32.     The international protection bodies, when considering whether an applicant should be granted subsidiary protection, are required to determine whether substantial grounds have been shown for believing that an applicant would face a “real risk” of suffering the death penalty or execution, torture or inhuman or degrading treatment or punishment (s. 2 of the 2015 Act).

33.     Accordingly, each entity is determining the same issue on the basis of a similar test.  In YY v. Minister for Justice [2017] IESC 61, the Supreme Court accepted that the test in each of these decisions is effectively the same.  O’Donnell J. stated at paragraph 74 of the judgment when considering the qualitative difference between a s. 50 decision and a subsidiary protection decision:-

          “While clearly a different decision is being made, (serious risk as opposed to a risk of conduct prohibited by Article 3) with different consequences (denial of subsidiary protection and therefore a right to remain in the state as opposed to deportation…), a core question for both the Tribunal and the Minister was the same: was there a real and substantial risk to the applicant of torture or inhuman and degrading treatment…?”

34.     The case, as pleaded by the Applicant, is to the effect that a lower standard of proof to that adopted by the international protection bodies should be applied in the First Respondent’s refoulement considerations so as to determine whether a “serious risk” of refoulement arises.  The Court does not agree.  Facts must first be established for a decision to made as to whether, based on those accepted facts, a serious risk of refoulement arises.  In this jurisdiction, the standard of proof applied by our Courts with respect to the establishment of facts in civil matters is that of the “balance of probabilities”.  Nothing within s. 50(1)(b) of the 2015 Act leads me to the conclusion that an exception to that principle should be made when the First Respondent is considering the issue of refoulement.  Accordingly, adopting or relying on facts which were determined on the basis of being established on the balance of probabilities coupled with, where appropriate, the benefit of the doubt, is a correct approach for the First Respondent to take.

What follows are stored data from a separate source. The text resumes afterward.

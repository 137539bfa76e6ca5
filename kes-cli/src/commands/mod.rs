//! CLI command implementations.

pub mod id;
pub mod lookup;
pub mod publish;

use crate::client::{parse_relay, RelayClient};
use crate::config::load_secret_key;
use anyhow::{Context, Result};
use std::path::Path;
use std::time::Duration;

/// Connect to `relay` as the identity stored in `data_dir`.
pub(crate) async fn connect(data_dir: &Path, relay: &str, timeout: Duration) -> Result<RelayClient> {
    let relay_id = parse_relay(relay)?;
    let secret_key = load_secret_key(data_dir).await?;

    RelayClient::connect(secret_key, relay_id, timeout)
        .await
        .with_context(|| format!("Failed to connect to relay {}", relay_id))
}
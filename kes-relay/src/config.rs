//! Configuration loading for kes-relay.
//!
//! Configuration is loaded from a TOML file (default: `kes-relay.toml`).
//! Every section and field is optional.

use serde::Deserialize;
use std::path::PathBuf;

/// Root configuration for kes-relay.
#[derive(Debug, Clone, Default, Deserialize)]
#[serde(default)]
pub struct Config {
    /// Server configuration.
    pub server: ServerConfig,
    /// Rate limiting and session bounds.
    pub limits: LimitsConfig,
    /// Key exchange behavior.
    pub exchange: ExchangeConfig,
    /// HTTP endpoints configuration.
    pub http: HttpConfig,
    /// Background sweep configuration.
    pub cleanup: CleanupConfig,
}

/// Server configuration.
#[derive(Debug, Clone, Deserialize)]
pub struct ServerConfig {
    /// Secret key path for the iroh endpoint (optional, generates if missing).
    ///
    /// Without it the relay gets a new endpoint id on every start.
    pub secret_key_path: Option<PathBuf>,
    /// Default tracing filter when `RUST_LOG` is unset (default: "info").
    #[serde(default = "default_log_level")]
    pub log_level: String,
}

/// Rate limiting configuration.
#[derive(Debug, Clone, Deserialize)]
pub struct LimitsConfig {
    /// Maximum new connections per peer per minute (default: 10).
    #[serde(default = "default_connections_per_minute")]
    pub connections_per_minute: u32,
    /// Maximum messages per peer per minute (default: 60).
    #[serde(default = "default_messages_per_minute")]
    pub messages_per_minute: u32,
    /// Maximum messages per second across all peers (default: 1000).
    #[serde(default = "default_global_requests_per_second")]
    pub global_requests_per_second: u32,
    /// Maximum concurrent sessions (default: 10000).
    #[serde(default = "default_max_concurrent_sessions")]
    pub max_concurrent_sessions: usize,
    /// Close a session after this many seconds without a new message (default: 300).
    #[serde(default = "default_idle_timeout_secs")]
    pub idle_timeout_secs: u64,
    /// Maximum message size in bytes (default: 64KB).
    #[serde(default = "default_max_message_size")]
    pub max_message_size: usize,
}

/// Key exchange behavior.
#[derive(Debug, Clone, Deserialize)]
pub struct ExchangeConfig {
    /// Reply to lookups for unknown identities (default: false).
    ///
    /// Off by default so that the relay does not reveal which identities
    /// have published keys.
    #[serde(default)]
    pub reply_on_miss: bool,
    /// Reply text sent on a miss when `reply_on_miss` is set.
    #[serde(default = "default_miss_reply")]
    pub miss_reply: String,
}

/// HTTP endpoints configuration.
#[derive(Debug, Clone, Deserialize)]
pub struct HttpConfig {
    /// Serve HTTP endpoints (default: true).
    #[serde(default = "default_true")]
    pub enabled: bool,
    /// Bind address for HTTP server (default: 127.0.0.1:8080).
    #[serde(default = "default_http_bind")]
    pub bind_address: String,
    /// Enable metrics endpoint (default: true).
    #[serde(default = "default_true")]
    pub metrics_enabled: bool,
}

/// Rate limiter sweep configuration.
#[derive(Debug, Clone, Deserialize)]
pub struct CleanupConfig {
    /// Sweep interval in seconds (default: 600 = 10 minutes).
    #[serde(default = "default_cleanup_interval")]
    pub interval_secs: u64,
    /// Enable sweep task (default: true).
    #[serde(default = "default_true")]
    pub enabled: bool,
}

// Default value functions
fn default_log_level() -> String {
    "info".to_string()
}

fn default_connections_per_minute() -> u32 {
    10
}

fn default_messages_per_minute() -> u32 {
    60
}

fn default_global_requests_per_second() -> u32 {
    1000
}

fn default_max_concurrent_sessions() -> usize {
    10_000
}

fn default_idle_timeout_secs() -> u64 {
    300
}

fn default_max_message_size() -> usize {
    64 * 1024 // 64KB, far above any PEM public key
}

fn default_miss_reply() -> String {
    "no key found".to_string()
}

fn default_http_bind() -> String {
    "127.0.0.1:8080".to_string()
}

fn default_cleanup_interval() -> u64 {
    600
}

fn default_true() -> bool {
    true
}

impl Default for ServerConfig {
    fn default() -> Self {
        Self {
            secret_key_path: None,
            log_level: default_log_level(),
        }
    }
}

impl Default for LimitsConfig {
    fn default() -> Self {
        Self {
            connections_per_minute: default_connections_per_minute(),
            messages_per_minute: default_messages_per_minute(),
            global_requests_per_second: default_global_requests_per_second(),
            max_concurrent_sessions: default_max_concurrent_sessions(),
            idle_timeout_secs: default_idle_timeout_secs(),
            max_message_size: default_max_message_size(),
        }
    }
}

impl Default for ExchangeConfig {
    fn default() -> Self {
        Self {
            reply_on_miss: false,
            miss_reply: default_miss_reply(),
        }
    }
}

impl Default for HttpConfig {
    fn default() -> Self {
        Self {
            enabled: true,
            bind_address: default_http_bind(),
            metrics_enabled: true,
        }
    }
}

impl Default for CleanupConfig {
    fn default() -> Self {
        Self {
            interval_secs: default_cleanup_interval(),
            enabled: true,
        }
    }
}

impl Config {
    /// Load configuration from a TOML file.
    ///
    /// # Errors
    ///
    /// Returns an error if the file cannot be read, parsed, or validated.
    pub fn from_file(path: &std::path::Path) -> Result<Self, ConfigError> {
        let content = std::fs::read_to_string(path).map_err(|e| ConfigError::ReadError {
            path: path.to_path_buf(),
            source: e,
        })?;

        let config: Self = toml::from_str(&content).map_err(|e| ConfigError::ParseError {
            path: path.to_path_buf(),
            source: e,
        })?;

        config.validate()?;
        Ok(config)
    }

    /// Load `path` if it exists, otherwise fall back to defaults.
    ///
    /// The flag reports whether the file was found.
    pub fn load_or_default(path: &std::path::Path) -> crate::error::Result<(Self, bool)> {
        if !path.exists() {
            return Ok((Self::default(), false));
        }
        Ok((Self::from_file(path)?, true))
    }

    /// Reject values the rate limiters and framing cannot work with.
    pub fn validate(&self) -> Result<(), ConfigError> {
        let limits = &self.limits;
        let checks = [
            ("limits.connections_per_minute", limits.connections_per_minute as usize),
            ("limits.messages_per_minute", limits.messages_per_minute as usize),
            ("limits.global_requests_per_second", limits.global_requests_per_second as usize),
            ("limits.max_concurrent_sessions", limits.max_concurrent_sessions),
            ("limits.max_message_size", limits.max_message_size),
            ("cleanup.interval_secs", self.cleanup.interval_secs as usize),
        ];

        for (field, value) in checks {
            if value == 0 {
                return Err(ConfigError::Invalid {
                    field,
                    reason: "must be greater than zero".to_string(),
                });
            }
        }

        if limits.max_message_size > u32::MAX as usize {
            return Err(ConfigError::Invalid {
                field: "limits.max_message_size",
                reason: "must fit in a 4-byte length prefix".to_string(),
            });
        }

        Ok(())
    }
}

/// Configuration error types.
#[derive(Debug, thiserror::Error)]
pub enum ConfigError {
    /// Failed to read configuration file.
    #[error("failed to read config file {path}: {source}")]
    ReadError {
        /// Path to the configuration file.
        path: PathBuf,
        /// Underlying I/O error.
        source: std::io::Error,
    },
    /// Failed to parse configuration file.
    #[error("failed to parse config file {path}: {source}")]
    ParseError {
        /// Path to the configuration file.
        path: PathBuf,
        /// Underlying TOML parse error.
        source: toml::de::Error,
    },
    /// A value is out of range.
    #[error("invalid value for {field}: {reason}")]
    Invalid {
        /// Dotted path of the offending field.
        field: &'static str,
        /// What is wrong with it.
        reason: String,
    },
}

#[cfg(test)]
mod tests {
    use super::*;
    use crate::error::RelayError;
    use std::io::Write;

    #[test]
    fn missing_file_falls_back_to_defaults() {
        let dir = tempfile::tempdir().unwrap();
        let (config, found) = Config::load_or_default(&dir.path().join("absent.toml")).unwrap();
        assert!(!found);
        assert_eq!(config.limits.messages_per_minute, 60);
    }

    #[test]
    fn existing_file_is_loaded() {
        let mut file = tempfile::NamedTempFile::new().unwrap();
        writeln!(file, "[exchange]\nreply_on_miss = true").unwrap();

        let (config, found) = Config::load_or_default(file.path()).unwrap();
        assert!(found);
        assert!(config.exchange.reply_on_miss);
    }

    #[test]
    fn broken_file_is_a_startup_error() {
        let mut file = tempfile::NamedTempFile::new().unwrap();
        writeln!(file, "[limits]\nmessages_per_minute = 0").unwrap();

        let err = Config::load_or_default(file.path()).unwrap_err();
        assert!(matches!(err, RelayError::Config(ConfigError::Invalid { .. })));
    }

    #[test]
    fn default_config_is_valid() {
        let config = Config::default();
        assert!(config.validate().is_ok());
        assert_eq!(config.limits.messages_per_minute, 60);
        assert_eq!(config.limits.max_message_size, 64 * 1024);
        assert!(!config.exchange.reply_on_miss);
        assert!(config.server.secret_key_path.is_none());
    }

    #[test]
    fn config_from_toml_string() {
        let toml = r#"
[server]
secret_key_path = "/var/lib/kes/relay.key"
log_level = "debug"

[limits]
messages_per_minute = 5
idle_timeout_secs = 30

[exchange]
reply_on_miss = true
miss_reply = "unknown peer"

[http]
bind_address = "0.0.0.0:9090"

[cleanup]
interval_secs = 1800
"#;

        let config: Config = toml::from_str(toml).unwrap();
        assert_eq!(
            config.server.secret_key_path,
            Some(PathBuf::from("/var/lib/kes/relay.key"))
        );
        assert_eq!(config.server.log_level, "debug");
        assert_eq!(config.limits.messages_per_minute, 5);
        assert_eq!(config.limits.idle_timeout_secs, 30);
        assert!(config.exchange.reply_on_miss);
        assert_eq!(config.exchange.miss_reply, "unknown peer");
        assert_eq!(config.http.bind_address, "0.0.0.0:9090");
        assert_eq!(config.cleanup.interval_secs, 1800);
    }

    #[test]
    fn empty_file_uses_defaults() {
        let config: Config = toml::from_str("").unwrap();
        assert_eq!(config.limits.connections_per_minute, 10);
        assert_eq!(config.exchange.miss_reply, "no key found");
        assert!(config.http.enabled);
        assert!(config.cleanup.enabled);
    }

    #[test]
    fn missing_fields_use_defaults() {
        let toml = r#"
[limits]
[exchange]
reply_on_miss = true
"#;
        let config: Config = toml::from_str(toml).unwrap();
        assert_eq!(config.limits.global_requests_per_second, 1000);
        assert_eq!(config.exchange.miss_reply, "no key found");
        assert_eq!(config.http.bind_address, "127.0.0.1:8080");
    }

    #[test]
    fn zero_rate_is_rejected() {
        let mut config = Config::default();
        config.limits.messages_per_minute = 0;

        let err = config.validate().unwrap_err();
        assert!(err.to_string().contains("limits.messages_per_minute"));
    }

    #[test]
    fn from_file_reads_and_validates() {
        let mut file = tempfile::NamedTempFile::new().unwrap();
        writeln!(file, "[limits]\nmax_concurrent_sessions = 3").unwrap();

        let config = Config::from_file(file.path()).unwrap();
        assert_eq!(config.limits.max_concurrent_sessions, 3);
    }

    #[test]
    fn from_file_rejects_zero_values() {
        let mut file = tempfile::NamedTempFile::new().unwrap();
        writeln!(file, "[limits]\nmax_message_size = 0").unwrap();

        assert!(matches!(
            Config::from_file(file.path()),
            Err(ConfigError::Invalid { .. })
        ));
    }

    #[test]
    fn from_file_reports_parse_errors_with_path() {
        let mut file = tempfile::NamedTempFile::new().unwrap();
        writeln!(file, "[limits\nbroken").unwrap();

        let err = Config::from_file(file.path()).unwrap_err();
        assert!(matches!(err, ConfigError::ParseError { .. }));
        assert!(err.to_string().contains(&file.path().display().to_string()));
    }

    #[test]
    fn from_file_missing_file() {
        let err = Config::from_file(std::path::Path::new("/nonexistent/kes.toml")).unwrap_err();
        assert!(matches!(err, ConfigError::ReadError { .. }));
    }
}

35.     Furthermore, the fact that the law establishes that the First Respondent is entitled to rely upon the negative findings of the protection bodies implies that the standard of proof applicable in those decisions also applies to s. 50 of the 2015 Act decisions.  Indeed, the legislative provisions relating to each decision is instructive in that regard, with the international protection bodies determining whether a real risk of future serious harm exists and the First Respondent determining whether a serious risk of future harm exists.  No difference is apparent between these two tests.

36.     The Applicant has not established that a “serious risk” test was not applied by the First Respondent.  Indeed, in light of the fact that the IPO and the IPAT decisions in relation to subsidiary protection were not challenged where a “real risk” test was employed, it is difficult to see where the evidential basis for such a challenge arises.

37.     An incompatibility with Article 3 of the European Convention of Human Rights has not been established in terms of the manner in which the First Respondent has determined the refoulement issue, as Article 3 does not mandate a different standard of proof with respect to the establishment of facts and circumstances to that adopted by the First Respondent.

38.     The Applicant has failed to establish an invalidity with respect to the s. 49(7) decision and the consequent Deportation Order.

39.     In light of the appeal before the Court of Appeal in  HK v. Minister for Justice [2021] IEHC 40, and the agreement between the parties in this case that the determination of that Court will determine the outcome of the grounds of challenge at e(1) and (2), the Court will refuse the relief sought with respect to grounds e(3) and will adjourn these proceedings into the HK holding list in relation to grounds e(1) and (2).  Costs will be reserved in the matter until the outcome of the Court of Appeal decision.  The parties are granted liberty to mention this matter to this Court after the conclusion of the Court of Appeal decision in HK with respect to the issue of costs if this is necessitated.